[Opening Data for the task section]
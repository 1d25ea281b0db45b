use crate::repository::{airline, airline_row, Airline, Hotel};
use couchmap::common::Value;
use couchmap::couchmap::Couchmap;
use couchmap::errors::ErrorKind;
use couchmap::index::{DesignDocument, ViewDefinition};
use couchmap::query::{build_query, Consistency, QueryScanConsistency, Statement, ViewQuery};
use couchmap::store::{InMemoryStoreClient, StoreClient, ViewRow};
use couchmap_int_test::test_util::{cleanup, create_test_context, run_test};
use serde_json::json;
use std::sync::Arc;

#[test]
fn test_save_stores_encoded_document() {
    run_test(
        || create_test_context(),
        |ctx| {
            let template = ctx.couchmap().template().clone();
            let cas = template.save(&airline("airline::1", "Air Nostrum", "Spain"))?;
            assert!(cas > 0);

            let stored = ctx.client().get("airline::1")?.unwrap();
            assert_eq!(stored.content(), r#"{"name":"Air Nostrum","country":"Spain"}"#);
            assert_eq!(stored.cas(), cas);
            assert_eq!(stored.expiry(), 0);

            let found: Airline = template.find_by_id("airline::1")?.unwrap();
            assert_eq!(found.cas, cas);
            assert_eq!(found.name, "Air Nostrum");
            Ok(())
        },
        |ctx| cleanup(ctx),
    )
}

#[test]
fn test_save_with_stale_version_fails() {
    run_test(
        || create_test_context(),
        |ctx| {
            let template = ctx.couchmap().template().clone();
            template.save(&airline("airline::1", "Air Nostrum", "Spain"))?;

            let mut current: Airline = template.find_by_id("airline::1")?.unwrap();
            let stale = current.clone();
            current.country = "Portugal".to_string();
            let new_cas = template.save(&current)?;
            assert_ne!(new_cas, stale.cas);

            let err = template.save(&stale).unwrap_err();
            assert_eq!(err.kind(), &ErrorKind::CasMismatch);

            let found: Airline = template.find_by_id("airline::1")?.unwrap();
            assert_eq!(found.country, "Portugal");
            Ok(())
        },
        |ctx| cleanup(ctx),
    )
}

#[test]
fn test_versioned_save_of_missing_document_fails() {
    run_test(
        || create_test_context(),
        |ctx| {
            let template = ctx.couchmap().template().clone();
            let ghost = Airline {
                cas: 99,
                ..airline("airline::404", "Ghost", "Nowhere")
            };
            let err = template.save(&ghost).unwrap_err();
            assert_eq!(err.kind(), &ErrorKind::DocumentNotFound);
            Ok(())
        },
        |ctx| cleanup(ctx),
    )
}

#[test]
fn test_insert_rejects_existing_id() {
    run_test(
        || create_test_context(),
        |ctx| {
            let template = ctx.couchmap().template().clone();
            template.insert(&airline("airline::1", "Air Nostrum", "Spain"))?;
            let err = template
                .insert(&airline("airline::1", "Other", "France"))
                .unwrap_err();
            assert_eq!(err.kind(), &ErrorKind::DocumentExists);
            Ok(())
        },
        |ctx| cleanup(ctx),
    )
}

#[test]
fn test_remove_and_exists() {
    run_test(
        || create_test_context(),
        |ctx| {
            let template = ctx.couchmap().template().clone();
            template.save(&airline("airline::1", "Air Nostrum", "Spain"))?;
            assert!(template.exists("airline::1")?);

            template.remove_by_id("airline::1")?;
            assert!(!template.exists("airline::1")?);
            assert!(template.find_by_id::<Airline>("airline::1")?.is_none());

            let err = template.remove_by_id("airline::1").unwrap_err();
            assert_eq!(err.kind(), &ErrorKind::DocumentNotFound);
            Ok(())
        },
        |ctx| cleanup(ctx),
    )
}

#[test]
fn test_entity_expiry_reaches_store() {
    run_test(
        || create_test_context(),
        |ctx| {
            let template = ctx.couchmap().template().clone();
            let hotel = Hotel {
                id: "hotel::1".to_string(),
                name: "Inn".to_string(),
                ..Hotel::default()
            };
            template.save(&hotel)?;
            assert_eq!(ctx.client().get("hotel::1")?.unwrap().expiry(), 3600);
            Ok(())
        },
        |ctx| cleanup(ctx),
    )
}

#[test]
fn test_find_by_n1ql_reads_projected_rows() {
    run_test(
        || create_test_context(),
        |ctx| {
            let bucket = ctx.bucket_name();
            // rows selecting the whole bucket alias nest the document under its name
            let mut nested = json!({"_ID": "airline::2", "_CAS": 12});
            nested[bucket.as_str()] = json!({"name": "Vueling", "country": "Spain"});
            ctx.responder().respond(
                "WHERE country",
                vec![airline_row("airline::1", 11, "Air Nostrum", "Spain"), nested],
            );

            let query = build_query(
                Statement::new(format!("SELECT META(`{0}`).id AS _ID, META(`{0}`).cas AS _CAS, `{0}` FROM `{0}` WHERE country = $1", bucket)),
                vec![Value::from("Spain")],
                QueryScanConsistency::RequestPlus,
            );
            let airlines: Vec<Airline> = ctx.couchmap().template().find_by_n1ql(&query)?;
            assert_eq!(airlines.len(), 2);
            assert_eq!(airlines[0].cas, 11);
            assert_eq!(airlines[1].id, "airline::2");
            assert_eq!(airlines[1].name, "Vueling");
            Ok(())
        },
        |ctx| cleanup(ctx),
    )
}

#[test]
fn test_failed_query_is_reported() {
    run_test(
        || create_test_context(),
        |ctx| {
            ctx.responder().fail("SELEC ", "syntax error - at SELEC");
            let query = build_query(
                Statement::new("SELEC * FROM nowhere"),
                vec![],
                QueryScanConsistency::NotBounded,
            );
            let err = ctx.couchmap().template().query_n1ql(&query).unwrap_err();
            assert_eq!(err.kind(), &ErrorKind::QueryError);
            assert!(err.message().contains("syntax error - at SELEC"));
            Ok(())
        },
        |ctx| cleanup(ctx),
    )
}

#[test]
fn test_find_by_view_loads_emitted_documents() {
    let client = Arc::new(InMemoryStoreClient::new("travel").with_view_handler(|query| {
        assert_eq!(query.to_query_string()?, "stale=update_after&limit=10");
        Ok(vec![
            ViewRow::new(Some("hotel::1".into()), json!("hotel::1"), json!(null)),
            ViewRow::new(Some("hotel::gone".into()), json!("hotel::gone"), json!(null)),
        ])
    }));
    client
        .upsert_design_document(DesignDocument::new("hotel").with_view("all", ViewDefinition::new("m")))
        .unwrap();

    let couchmap = Couchmap::builder().open(client).unwrap();
    let template = couchmap.template();
    template
        .save(&Hotel {
            id: "hotel::1".to_string(),
            name: "Inn".to_string(),
            ..Hotel::default()
        })
        .unwrap();

    let query = ViewQuery::new("hotel", "all")
        .limit(10)
        .consistency(Consistency::UpdateAfter);
    let hotels: Vec<Hotel> = template.find_by_view(&query).unwrap();
    assert_eq!(hotels.len(), 1);
    assert_eq!(hotels[0].name, "Inn");
}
[Closing Data for the task section]
*Goal of the exercise*: Note each line above that contains "Spain" and copy it out.

*Solution to this exercise*:
            let cas = template.save(&airline("airline::1", "Air Nostrum", "Spain"))?;
            assert_eq!(stored.content(), r#"{"name":"Air Nostrum","country":"Spain"}"#);
            template.save(&airline("airline::1", "Air Nostrum", "Spain"))?;
            template.insert(&airline("airline::1", "Air Nostrum", "Spain"))?;
            template.save(&airline("airline::1", "Air Nostrum", "Spain"))?;
            nested[bucket.as_str()] = json!({"name": "Vueling", "country": "Spain"});
                vec![airline_row("airline::1", 11, "Air Nostrum", "Spain"), nested],
                vec![Value::from("Spain")],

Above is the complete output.